L'arbitrage financier se joue ensuite sur le barème : pour « rénovation d'ampleur maison à Noé », un ménage très modeste mobilise jusqu'à 32 000 €, un ménage modeste 24 000 €, un ménage intermédiaire 18 000 € et un ménage aux revenus supérieurs 4 000 € sur l'assiette de 40 000 € HT. À deux classes gagnées, l'assiette redescend à 30 000 € HT et les montants suivent dans la même proportion.
La part de maisons individuelles conditionne directement le nombre de projets décidables sans assemblée générale, et les données de Noé le montrent nettement. On relève 2.39 personne(s) par logement, 100 % de maisons individuelles, 234 résidences principales recensées, en zone climatique H1c. Ces valeurs ne décident d'aucun projet à elles seules, mais elles fixent l'ordre de grandeur dans lequel un chiffrage à Noé est crédible.

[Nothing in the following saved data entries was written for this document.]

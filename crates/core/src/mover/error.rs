//! Error types for the mover module.

use std::path::PathBuf;
use thiserror::Error;

use crate::hasher::HashError;

/// Errors that stop a single file from being moved.
///
/// None of these are retried; a failed verification is reported as
/// [`super::MoveOutcome::Failed`] instead.
#[derive(Debug, Error)]
pub enum MoveError {
    /// Source file not found.
    #[error("Source file not found: {path}")]
    SourceNotFound { path: PathBuf },

    /// Source is a directory, symlink or special file.
    #[error("{path} is not a regular file")]
    NotRegularFile { path: PathBuf },

    /// Failed to create the destination directory.
    #[error("Failed to create directory: {path}")]
    DirectoryCreationFailed {
        path: PathBuf,
        #[source]
        source: std::io::Error,
    },

    /// Failed to copy file.
    #[error("Failed to copy file from {source} to {destination}")]
    CopyFailed {
        source: PathBuf,
        destination: PathBuf,
        #[source]
        error: std::io::Error,
    },

    /// Both the plain and the disambiguated name hold different content.
    #[error("No free destination name left for {path}")]
    CollisionUnresolved { path: PathBuf },

    /// A mismatched copy could not be removed.
    #[error("Failed to remove unverified copy: {path}")]
    CleanupFailed {
        path: PathBuf,
        #[source]
        source: std::io::Error,
    },

    /// Failed to hash the source or a destination.
    #[error(transparent)]
    Hash(#[from] HashError),

    /// I/O error.
    #[error("I/O error: {0}")]
    Io(#[from] std::io::Error),
}

impl MoveError {
    /// Creates a copy failed error.
    pub fn copy_failed(source: PathBuf, destination: PathBuf, error: std::io::Error) -> Self {
        Self::CopyFailed {
            source,
            destination,
            error,
        }
    }

    /// Whether the source itself was unusable, as opposed to an I/O failure
    /// while reading or writing.
    pub fn is_source_problem(&self) -> bool {
        matches!(
            self,
            Self::SourceNotFound { .. } | Self::NotRegularFile { .. }
        )
    }
}
//! Recording event sink for testing.

use std::sync::{Arc, Mutex, PoisonError};

use crate::events::{EventSink, OrganizeEvent};

/// Event sink that keeps every event in memory.
///
/// Clones share the same buffer.
#[derive(Debug, Clone, Default)]
pub struct MemorySink {
    events: Arc<Mutex<Vec<OrganizeEvent>>>,
}

impl MemorySink {
    /// Create an empty sink.
    pub fn new() -> Self {
        Self::default()
    }

    /// Snapshot of the recorded events, in order.
    pub fn events(&self) -> Vec<OrganizeEvent> {
        self.lock().clone()
    }

    /// Recorded events with the given [`OrganizeEvent::event_type`].
    pub fn events_of(&self, event_type: &str) -> Vec<OrganizeEvent> {
        self.lock()
            .iter()
            .filter(|e| e.event_type() == event_type)
            .cloned()
            .collect()
    }

    /// Number of recorded events.
    pub fn len(&self) -> usize {
        self.lock().len()
    }

    pub fn is_empty(&self) -> bool {
        self.lock().is_empty()
    }

    /// Forget everything recorded so far.
    pub fn clear(&self) {
        self.lock().clear();
    }

    fn lock(&self) -> std::sync::MutexGuard<'_, Vec<OrganizeEvent>> {
        self.events.lock().unwrap_or_else(PoisonError::into_inner)
    }
}

impl EventSink for MemorySink {
    fn record(&self, event: OrganizeEvent) {
        self.lock().push(event);
    }
}
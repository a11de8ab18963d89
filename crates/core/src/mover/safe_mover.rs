//! File system mover with duplicate detection and copy verification.

use async_trait::async_trait;
use std::ffi::{OsStr, OsString};
use std::io::ErrorKind;
use std::path::{Path, PathBuf};
use std::sync::atomic::{AtomicU64, Ordering};
use tokio::fs::{self, File, OpenOptions};
use tokio::io::{AsyncReadExt, AsyncWriteExt};

use super::config::MoverConfig;
use super::error::MoveError;
use super::traits::Mover;
use super::types::{MoveFailure, MoveOutcome, SkipReason, COLLISION_SUFFIX};
use crate::hasher::{ContentDigest, Hasher};

/// Suffix of in-progress copies inside a destination directory.
pub const PARTIAL_SUFFIX: &str = ".partial";

static PARTIAL_COUNTER: AtomicU64 = AtomicU64::new(0);

/// What occupies the destination names.
#[derive(Debug, PartialEq, Eq)]
enum Occupancy {
    /// Identical content already lives here.
    Duplicate(PathBuf),
    /// At least one name is still free.
    Open,
}

/// Mover that copies into the staging tree and verifies every copy.
///
/// The source is left in place. A destination name is never overwritten: an
/// identical file there makes the move a duplicate skip, a different file
/// makes the copy land under the `_01` variant of the name.
///
/// Copies are written and verified under a hidden `.partial` name, then
/// published with a hard link that fails if the name is taken. A file under
/// a final name is therefore always complete and verified.
#[derive(Debug, Clone)]
pub struct SafeMover {
    config: MoverConfig,
    hasher: Hasher,
}

impl SafeMover {
    /// Creates a mover with the given configuration.
    pub fn new(config: MoverConfig) -> Self {
        let hasher = Hasher::new(config.buffer_size);
        Self { config, hasher }
    }

    /// Creates a mover with default configuration.
    pub fn with_defaults() -> Self {
        Self::new(MoverConfig::default())
    }

    /// `name` with the collision suffix inserted before its extension.
    pub fn disambiguated_name(name: &OsStr) -> OsString {
        let path = Path::new(name);
        let stem = path.file_stem().unwrap_or(name);

        let mut renamed = stem.to_os_string();
        renamed.push(COLLISION_SUFFIX);
        if let Some(ext) = path.extension() {
            renamed.push(".");
            renamed.push(ext);
        }
        renamed
    }

    /// A hidden name for an in-progress copy of `base_name`, unique within
    /// this process.
    fn partial_name(base_name: &OsStr) -> OsString {
        let mut name = OsString::from(".");
        name.push(base_name);
        name.push(format!(
            ".{}-{}{}",
            std::process::id(),
            PARTIAL_COUNTER.fetch_add(1, Ordering::Relaxed),
            PARTIAL_SUFFIX
        ));
        name
    }

    fn candidates(dest_dir: &Path, base_name: &OsStr) -> [PathBuf; 2] {
        [
            dest_dir.join(base_name),
            dest_dir.join(Self::disambiguated_name(base_name)),
        ]
    }

    async fn check_source(source: &Path) -> Result<(), MoveError> {
        let meta = fs::symlink_metadata(source).await.map_err(|e| {
            if e.kind() == ErrorKind::NotFound {
                MoveError::SourceNotFound {
                    path: source.to_path_buf(),
                }
            } else {
                MoveError::Io(e)
            }
        })?;

        if !meta.file_type().is_file() {
            return Err(MoveError::NotRegularFile {
                path: source.to_path_buf(),
            });
        }
        Ok(())
    }

    async fn ensure_dir(&self, dir: &Path) -> Result<(), MoveError> {
        let mut builder = fs::DirBuilder::new();
        builder.recursive(true);
        #[cfg(unix)]
        builder.mode(self.config.directory_mode);

        builder
            .create(dir)
            .await
            .map_err(|e| MoveError::DirectoryCreationFailed {
                path: dir.to_path_buf(),
                source: e,
            })
    }

    /// Looks for identical content under the destination names before
    /// copying anything.
    async fn check_occupants(
        &self,
        source_digest: &ContentDigest,
        dest_dir: &Path,
        base_name: &OsStr,
    ) -> Result<Occupancy, MoveError> {
        let mut taken = 0;
        for candidate in Self::candidates(dest_dir, base_name) {
            if !fs::try_exists(&candidate).await? {
                continue;
            }
            if self.hasher.digest(&candidate).await? == *source_digest {
                return Ok(Occupancy::Duplicate(candidate));
            }
            taken += 1;
        }

        if taken == 2 {
            return Err(MoveError::CollisionUnresolved {
                path: dest_dir.join(Self::disambiguated_name(base_name)),
            });
        }
        Ok(Occupancy::Open)
    }

    /// Copies `source` into `partial`, which must not exist yet.
    async fn copy_to_partial(&self, source: &Path, partial: &Path) -> Result<u64, MoveError> {
        let dest_file = OpenOptions::new()
            .write(true)
            .create_new(true)
            .open(partial)
            .await
            .map_err(|e| MoveError::copy_failed(source.to_path_buf(), partial.to_path_buf(), e))?;

        match self.stream_copy(source, dest_file).await {
            Ok(bytes) => Ok(bytes),
            Err(e) => {
                discard(partial).await;
                Err(MoveError::copy_failed(
                    source.to_path_buf(),
                    partial.to_path_buf(),
                    e,
                ))
            }
        }
    }

    async fn stream_copy(&self, source: &Path, mut dest_file: File) -> std::io::Result<u64> {
        let mut source_file = File::open(source).await?;
        let mut buffer = vec![0u8; self.config.buffer_size.max(1)];
        let mut total_bytes = 0u64;

        loop {
            let bytes_read = source_file.read(&mut buffer).await?;
            if bytes_read == 0 {
                break;
            }
            dest_file.write_all(&buffer[..bytes_read]).await?;
            total_bytes += bytes_read as u64;
        }

        dest_file.flush().await?;
        dest_file.sync_all().await?;
        Ok(total_bytes)
    }

    /// Re-hashes a copy. A copy that does not match `expected` is deleted.
    async fn verify_or_discard(
        &self,
        expected: &ContentDigest,
        copy: &Path,
    ) -> Result<bool, MoveError> {
        let copy_digest = self.hasher.digest(copy).await?;
        if copy_digest == *expected {
            return Ok(true);
        }

        tracing::debug!(
            "Digest mismatch for {}: {} != {}",
            copy.display(),
            expected,
            copy_digest
        );
        fs::remove_file(copy)
            .await
            .map_err(|e| MoveError::CleanupFailed {
                path: copy.to_path_buf(),
                source: e,
            })?;
        Ok(false)
    }

    /// Links the verified `partial` under the first free destination name.
    ///
    /// A name taken by identical content makes the move a duplicate.
    async fn publish(
        &self,
        source: &Path,
        source_digest: &ContentDigest,
        partial: &Path,
        dest_dir: &Path,
        base_name: &OsStr,
    ) -> Result<MoveOutcome, MoveError> {
        for candidate in Self::candidates(dest_dir, base_name) {
            match fs::hard_link(partial, &candidate).await {
                Ok(()) => return Ok(MoveOutcome::Moved { destination: candidate }),
                Err(e) if e.kind() == ErrorKind::AlreadyExists => {
                    if self.hasher.digest(&candidate).await? == *source_digest {
                        return Ok(MoveOutcome::Skipped {
                            reason: SkipReason::Duplicate { existing: candidate },
                        });
                    }
                    tracing::debug!(
                        "{} holds different content, trying next name",
                        candidate.display()
                    );
                }
                Err(e) => {
                    return Err(MoveError::copy_failed(source.to_path_buf(), candidate, e));
                }
            }
        }

        Err(MoveError::CollisionUnresolved {
            path: dest_dir.join(Self::disambiguated_name(base_name)),
        })
    }
}

/// Best-effort removal of an in-progress copy.
async fn discard(partial: &Path) {
    if let Err(e) = fs::remove_file(partial).await {
        if e.kind() != ErrorKind::NotFound {
            tracing::warn!("Failed to remove partial copy {}: {}", partial.display(), e);
        }
    }
}

#[async_trait]
impl Mover for SafeMover {
    fn name(&self) -> &str {
        "safe"
    }

    async fn move_file(
        &self,
        source: &Path,
        dest_dir: &Path,
        base_name: &OsStr,
    ) -> Result<MoveOutcome, MoveError> {
        Self::check_source(source).await?;
        self.ensure_dir(dest_dir).await?;

        let source_digest = self.hasher.digest(source).await?;

        if let Occupancy::Duplicate(existing) = self
            .check_occupants(&source_digest, dest_dir, base_name)
            .await?
        {
            return Ok(MoveOutcome::Skipped {
                reason: SkipReason::Duplicate { existing },
            });
        }

        let partial = dest_dir.join(Self::partial_name(base_name));
        let bytes = self.copy_to_partial(source, &partial).await?;

        let verified = match self.verify_or_discard(&source_digest, &partial).await {
            Ok(verified) => verified,
            Err(e) => {
                discard(&partial).await;
                return Err(e);
            }
        };
        if !verified {
            return Ok(MoveOutcome::Failed {
                reason: MoveFailure::CopyMismatch {
                    destination: dest_dir.join(base_name),
                },
            });
        }

        let outcome = self
            .publish(source, &source_digest, &partial, dest_dir, base_name)
            .await;
        discard(&partial).await;

        if let Ok(MoveOutcome::Moved { destination }) = &outcome {
            tracing::debug!("Copied {} bytes to {}", bytes, destination.display());
        }
        outcome
    }
}
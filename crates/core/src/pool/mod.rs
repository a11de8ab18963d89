//! Worker pool that drains discovered pictures into the collection tree.
//!
//! Discovery pushes [`WorkItem`]s through a [`QueueProducer`]; a fixed number
//! of workers pull them from the shared [`WorkQueue`] and hand each one to a
//! [`crate::mover::Mover`]. A copy that fails verification goes back to the
//! end of the queue with its attempt count bumped.
//!
//! The pool finishes when the producer has been dropped and no item is queued
//! or in flight, so retries issued after discovery ends still run.

mod config;
mod queue;
mod types;
mod worker_pool;

pub use config::PoolConfig;
pub use queue::{work_queue, Claim, QueueClosed, QueueProducer, WorkQueue};
pub use types::{ItemOutcome, PoolReport, WorkItem};
pub use worker_pool::WorkerPool;
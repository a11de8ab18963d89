//! Types for the discover module.

use chrono::{DateTime, Utc};
use serde::{Deserialize, Serialize};
use std::ffi::OsStr;
use std::path::PathBuf;

/// Extensions picked up by default. Matched case-sensitively.
pub const DEFAULT_EXTENSIONS: &[&str] = &[".jpg", ".jpeg", ".JPG", ".gif"];

/// A picture whose date has been resolved, ready to be staged.
#[derive(Debug, Clone, PartialEq, Eq, Serialize, Deserialize)]
pub struct DiscoveredItem {
    pub path: PathBuf,
    pub resolved_date: DateTime<Utc>,
}

impl DiscoveredItem {
    /// File name the item keeps in the collection tree.
    pub fn base_name(&self) -> Option<&OsStr> {
        self.path.file_name()
    }
}

/// Counters for one walk.
#[derive(Debug, Clone, Default, PartialEq, Eq, Serialize, Deserialize)]
pub struct DiscoveryStats {
    /// Non-directory entries seen.
    pub scanned: usize,
    /// Entries with a supported extension.
    pub matched: usize,
    /// Items pushed to the work queue.
    pub enqueued: usize,
    /// Matches skipped because no date could be resolved.
    pub unresolved: usize,
}
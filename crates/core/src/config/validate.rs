use super::{types::Config, ConfigError};

/// Validate configuration
/// Currently validates:
/// - At least one worker
/// - `max_attempts`, when set, allows at least one attempt
/// - Extension list is non-empty and every entry starts with `.`
/// - Copy buffer is not empty
pub fn validate_config(config: &Config) -> Result<(), ConfigError> {
    if config.pool.worker_count == 0 {
        return Err(ConfigError::ValidationError(
            "pool.worker_count cannot be 0".to_string(),
        ));
    }

    if config.pool.max_attempts == Some(0) {
        return Err(ConfigError::ValidationError(
            "pool.max_attempts cannot be 0".to_string(),
        ));
    }

    if config.scan.extensions.is_empty() {
        return Err(ConfigError::ValidationError(
            "scan.extensions cannot be empty".to_string(),
        ));
    }

    if let Some(ext) = config
        .scan
        .extensions
        .iter()
        .find(|e| !e.starts_with('.') || e.len() < 2)
    {
        return Err(ConfigError::ValidationError(format!(
            "scan.extensions entry {:?} must look like \".jpg\"",
            ext
        )));
    }

    if config.collect.mover.buffer_size == 0 {
        return Err(ConfigError::ValidationError(
            "collect.buffer_size cannot be 0".to_string(),
        ));
    }

    Ok(())
}

#[cfg(test)]
mod tests {
    use super::*;

    fn assert_invalid(config: &Config) {
        let result = validate_config(config);
        assert!(matches!(result, Err(ConfigError::ValidationError(_))));
    }

    #[test]
    fn test_validate_default_config() {
        assert!(validate_config(&Config::default()).is_ok());
    }

    #[test]
    fn test_validate_zero_workers_fails() {
        let mut config = Config::default();
        config.pool.worker_count = 0;
        assert_invalid(&config);
    }

    #[test]
    fn test_validate_zero_attempts_fails() {
        let mut config = Config::default();
        config.pool.max_attempts = Some(0);
        assert_invalid(&config);

        config.pool.max_attempts = Some(1);
        assert!(validate_config(&config).is_ok());
    }

    #[test]
    fn test_validate_extensions() {
        let mut config = Config::default();
        config.scan.extensions.clear();
        assert_invalid(&config);

        config.scan.extensions = vec!["jpg".to_string()];
        assert_invalid(&config);

        config.scan.extensions = vec![".".to_string()];
        assert_invalid(&config);
    }

    #[test]
    fn test_validate_zero_buffer_fails() {
        let mut config = Config::default();
        config.collect.mover.buffer_size = 0;
        assert_invalid(&config);
    }
}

La densité de diagnostics renseigne sur la maturité du marché : 42 DPE publiés par l'ADEME à Noé, soit 179 pour 1 000 résidences principales. Un tel volume conditionne les délais de une entreprise générale ou un groupement d'artisans RGE, dont l'intervention sur le traitement complet de l'enveloppe d'une maison dure huit à quatorze semaines.
Une moyenne de 2.39 personne(s) par logement à Noé : ce chiffre paraît anodin, il commande pourtant le débit de ventilation, le volume d'eau chaude et donc la cohérence de le traitement complet de l'enveloppe d'une maison avec le reste du bouquet.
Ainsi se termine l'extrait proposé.